HOW TO COMPLETE THIS TASK> Give back each entry verbatim.

Stored data entries>
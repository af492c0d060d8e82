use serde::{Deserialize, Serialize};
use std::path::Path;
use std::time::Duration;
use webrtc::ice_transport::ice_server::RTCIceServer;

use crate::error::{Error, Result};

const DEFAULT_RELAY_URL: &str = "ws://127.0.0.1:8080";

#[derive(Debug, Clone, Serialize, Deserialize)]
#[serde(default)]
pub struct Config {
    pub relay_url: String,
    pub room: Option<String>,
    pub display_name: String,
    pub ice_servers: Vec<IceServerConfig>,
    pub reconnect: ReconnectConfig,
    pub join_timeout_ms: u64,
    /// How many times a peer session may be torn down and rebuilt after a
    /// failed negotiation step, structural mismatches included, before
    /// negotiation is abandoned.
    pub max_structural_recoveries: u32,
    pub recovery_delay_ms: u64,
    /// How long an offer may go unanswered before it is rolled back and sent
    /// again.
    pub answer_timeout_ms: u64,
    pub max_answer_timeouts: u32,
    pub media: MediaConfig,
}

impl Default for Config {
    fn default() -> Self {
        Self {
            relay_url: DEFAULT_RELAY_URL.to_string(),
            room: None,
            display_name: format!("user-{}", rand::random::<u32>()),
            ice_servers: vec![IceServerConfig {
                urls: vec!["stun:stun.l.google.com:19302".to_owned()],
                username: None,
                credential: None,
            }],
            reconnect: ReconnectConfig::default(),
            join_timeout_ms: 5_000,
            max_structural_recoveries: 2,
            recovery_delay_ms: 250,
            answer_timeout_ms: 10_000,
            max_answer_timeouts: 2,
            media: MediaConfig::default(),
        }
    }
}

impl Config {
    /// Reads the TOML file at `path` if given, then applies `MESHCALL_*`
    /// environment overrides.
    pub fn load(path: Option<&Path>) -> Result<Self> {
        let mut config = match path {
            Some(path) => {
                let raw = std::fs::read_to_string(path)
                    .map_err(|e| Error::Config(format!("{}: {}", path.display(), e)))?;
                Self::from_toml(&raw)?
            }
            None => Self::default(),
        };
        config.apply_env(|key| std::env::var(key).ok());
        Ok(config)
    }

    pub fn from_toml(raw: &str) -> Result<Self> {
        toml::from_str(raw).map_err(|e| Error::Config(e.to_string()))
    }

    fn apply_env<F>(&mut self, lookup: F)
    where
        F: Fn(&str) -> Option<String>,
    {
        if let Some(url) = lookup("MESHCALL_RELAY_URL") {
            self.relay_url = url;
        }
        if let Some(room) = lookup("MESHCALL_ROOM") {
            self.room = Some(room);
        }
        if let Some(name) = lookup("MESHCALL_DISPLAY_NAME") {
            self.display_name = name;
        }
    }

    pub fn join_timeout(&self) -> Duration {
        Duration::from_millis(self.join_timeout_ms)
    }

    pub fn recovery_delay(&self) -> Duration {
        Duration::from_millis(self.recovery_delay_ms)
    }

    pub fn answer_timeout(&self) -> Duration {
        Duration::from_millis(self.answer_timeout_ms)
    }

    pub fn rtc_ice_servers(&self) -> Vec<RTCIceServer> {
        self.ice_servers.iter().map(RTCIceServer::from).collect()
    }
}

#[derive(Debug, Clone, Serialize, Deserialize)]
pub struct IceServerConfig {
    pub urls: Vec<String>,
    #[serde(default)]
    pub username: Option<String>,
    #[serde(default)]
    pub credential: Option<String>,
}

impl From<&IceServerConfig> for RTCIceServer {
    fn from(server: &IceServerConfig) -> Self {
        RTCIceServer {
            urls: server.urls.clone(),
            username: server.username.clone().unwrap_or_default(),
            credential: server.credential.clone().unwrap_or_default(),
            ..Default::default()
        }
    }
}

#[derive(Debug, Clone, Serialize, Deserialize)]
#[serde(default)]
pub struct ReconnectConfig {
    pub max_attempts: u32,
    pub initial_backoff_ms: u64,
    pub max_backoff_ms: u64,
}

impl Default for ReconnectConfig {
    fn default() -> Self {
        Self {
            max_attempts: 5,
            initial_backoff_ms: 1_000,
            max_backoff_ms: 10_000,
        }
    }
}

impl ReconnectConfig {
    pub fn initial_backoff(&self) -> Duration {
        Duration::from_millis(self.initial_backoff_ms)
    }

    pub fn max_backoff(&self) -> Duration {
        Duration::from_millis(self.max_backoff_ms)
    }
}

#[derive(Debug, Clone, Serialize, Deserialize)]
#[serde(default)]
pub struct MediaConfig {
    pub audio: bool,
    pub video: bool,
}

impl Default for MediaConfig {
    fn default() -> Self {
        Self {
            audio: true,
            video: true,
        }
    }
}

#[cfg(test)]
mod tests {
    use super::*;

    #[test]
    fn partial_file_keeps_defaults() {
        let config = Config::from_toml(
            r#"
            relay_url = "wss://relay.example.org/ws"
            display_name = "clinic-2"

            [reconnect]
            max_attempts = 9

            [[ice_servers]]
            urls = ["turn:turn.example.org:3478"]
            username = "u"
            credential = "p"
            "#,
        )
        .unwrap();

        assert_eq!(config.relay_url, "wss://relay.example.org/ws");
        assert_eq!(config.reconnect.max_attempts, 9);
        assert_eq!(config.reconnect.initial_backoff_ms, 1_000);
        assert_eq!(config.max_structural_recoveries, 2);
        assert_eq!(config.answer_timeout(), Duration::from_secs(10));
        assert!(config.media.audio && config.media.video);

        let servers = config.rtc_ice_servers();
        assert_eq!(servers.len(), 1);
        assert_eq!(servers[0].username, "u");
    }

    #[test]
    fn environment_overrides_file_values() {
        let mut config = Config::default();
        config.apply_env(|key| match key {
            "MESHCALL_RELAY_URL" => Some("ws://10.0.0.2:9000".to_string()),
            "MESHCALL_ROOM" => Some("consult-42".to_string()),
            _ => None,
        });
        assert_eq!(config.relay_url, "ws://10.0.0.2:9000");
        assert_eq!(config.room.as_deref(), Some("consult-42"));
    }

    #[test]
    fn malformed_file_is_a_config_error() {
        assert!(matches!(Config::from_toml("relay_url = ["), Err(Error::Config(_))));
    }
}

FINISHED EXERCISE>
repository af492c0d060d8e82
use serde::{Deserialize, Serialize};
use std::path::Path;
use std::time::Duration;
use webrtc::ice_transport::ice_server::RTCIceServer;

use crate::error::{Error, Result};

const DEFAULT_RELAY_URL: &str = "ws://127.0.0.1:8080";

#[derive(Debug, Clone, Serialize, Deserialize)]
#[serde(default)]
pub struct Config {
    pub relay_url: String,
    pub room: Option<String>,
    pub display_name: String,
    pub ice_servers: Vec<IceServerConfig>,
    pub reconnect: ReconnectConfig,
    pub join_timeout_ms: u64,
    /// How many times a peer session may be torn down and rebuilt after a
    /// failed negotiation step, structural mismatches included, before
    /// negotiation is abandoned.
    pub max_structural_recoveries: u32,
    pub recovery_delay_ms: u64,
    /// How long an offer may go unanswered before it is rolled back and sent
    /// again.
    pub answer_timeout_ms: u64,
    pub max_answer_timeouts: u32,
    pub media: MediaConfig,
}

impl Default for Config {
    fn default() -> Self {
        Self {
            relay_url: DEFAULT_RELAY_URL.to_string(),
            room: None,
            display_name: format!("user-{}", rand::random::<u32>()),
            ice_servers: vec![IceServerConfig {
                urls: vec!["stun:stun.l.google.com:19302".to_owned()],
                username: None,
                credential: None,
            }],
            reconnect: ReconnectConfig::default(),
            join_timeout_ms: 5_000,
            max_structural_recoveries: 2,
            recovery_delay_ms: 250,
            answer_timeout_ms: 10_000,
            max_answer_timeouts: 2,
            media: MediaConfig::default(),
        }
    }
}

impl Config {
    /// Reads the TOML file at `path` if given, then applies `MESHCALL_*`
    /// environment overrides.
    pub fn load(path: Option<&Path>) -> Result<Self> {
        let mut config = match path {
            Some(path) => {
                let raw = std::fs::read_to_string(path)
                    .map_err(|e| Error::Config(format!("{}: {}", path.display(), e)))?;
                Self::from_toml(&raw)?
            }
            None => Self::default(),
        };
        config.apply_env(|key| std::env::var(key).ok());
        Ok(config)
    }

    pub fn from_toml(raw: &str) -> Result<Self> {
        toml::from_str(raw).map_err(|e| Error::Config(e.to_string()))
    }

    fn apply_env<F>(&mut self, lookup: F)
    where
        F: Fn(&str) -> Option<String>,
    {
        if let Some(url) = lookup("MESHCALL_RELAY_URL") {
            self.relay_url = url;
        }
        if let Some(room) = lookup("MESHCALL_ROOM") {
            self.room = Some(room);
        }
        if let Some(name) = lookup("MESHCALL_DISPLAY_NAME") {
            self.display_name = name;
        }
    }

    pub fn join_timeout(&self) -> Duration {
        Duration::from_millis(self.join_timeout_ms)
    }

    pub fn recovery_delay(&self) -> Duration {
        Duration::from_millis(self.recovery_delay_ms)
    }

    pub fn answer_timeout(&self) -> Duration {
        Duration::from_millis(self.answer_timeout_ms)
    }

    pub fn rtc_ice_servers(&self) -> Vec<RTCIceServer> {
        self.ice_servers.iter().map(RTCIceServer::from).collect()
    }
}

#[derive(Debug, Clone, Serialize, Deserialize)]
pub struct IceServerConfig {
    pub urls: Vec<String>,
    #[serde(default)]
    pub username: Option<String>,
    #[serde(default)]
    pub credential: Option<String>,
}

impl From<&IceServerConfig> for RTCIceServer {
    fn from(server: &IceServerConfig) -> Self {
        RTCIceServer {
            urls: server.urls.clone(),
            username: server.username.clone().unwrap_or_default(),
            credential: server.credential.clone().unwrap_or_default(),
            ..Default::default()
        }
    }
}

#[derive(Debug, Clone, Serialize, Deserialize)]
#[serde(default)]
pub struct ReconnectConfig {
    pub max_attempts: u32,
    pub initial_backoff_ms: u64,
    pub max_backoff_ms: u64,
}

impl Default for ReconnectConfig {
    fn default() -> Self {
        Self {
            max_attempts: 5,
            initial_backoff_ms: 1_000,
            max_backoff_ms: 10_000,
        }
    }
}

impl ReconnectConfig {
    pub fn initial_backoff(&self) -> Duration {
        Duration::from_millis(self.initial_backoff_ms)
    }

    pub fn max_backoff(&self) -> Duration {
        Duration::from_millis(self.max_backoff_ms)
    }
}

#[derive(Debug, Clone, Serialize, Deserialize)]
#[serde(default)]
pub struct MediaConfig {
    pub audio: bool,
    pub video: bool,
}

impl Default for MediaConfig {
    fn default() -> Self {
        Self {
            audio: true,
            video: true,
        }
    }
}

#[cfg(test)]
mod tests {
    use super::*;

    #[test]
    fn partial_file_keeps_defaults() {
        let config = Config::from_toml(
            r#"
            relay_url = "wss://relay.example.org/ws"
            display_name = "clinic-2"

            [reconnect]
            max_attempts = 9

            [[ice_servers]]
            urls = ["turn:turn.example.org:3478"]
            username = "u"
            credential = "p"
            "#,
        )
        .unwrap();

        assert_eq!(config.relay_url, "wss://relay.example.org/ws");
        assert_eq!(config.reconnect.max_attempts, 9);
        assert_eq!(config.reconnect.initial_backoff_ms, 1_000);
        assert_eq!(config.max_structural_recoveries, 2);
        assert_eq!(config.answer_timeout(), Duration::from_secs(10));
        assert!(config.media.audio && config.media.video);

        let servers = config.rtc_ice_servers();
        assert_eq!(servers.len(), 1);
        assert_eq!(servers[0].username, "u");
    }

    #[test]
    fn environment_overrides_file_values() {
        let mut config = Config::default();
        config.apply_env(|key| match key {
            "MESHCALL_RELAY_URL" => Some("ws://10.0.0.2:9000".to_string()),
            "MESHCALL_ROOM" => Some("consult-42".to_string()),
            _ => None,
        });
        assert_eq!(config.relay_url, "ws://10.0.0.2:9000");
        assert_eq!(config.room.as_deref(), Some("consult-42"));
    }

    #[test]
    fn malformed_file_is_a_config_error() {
        assert!(matches!(Config::from_toml("relay_url = ["), Err(Error::Config(_))));
    }
}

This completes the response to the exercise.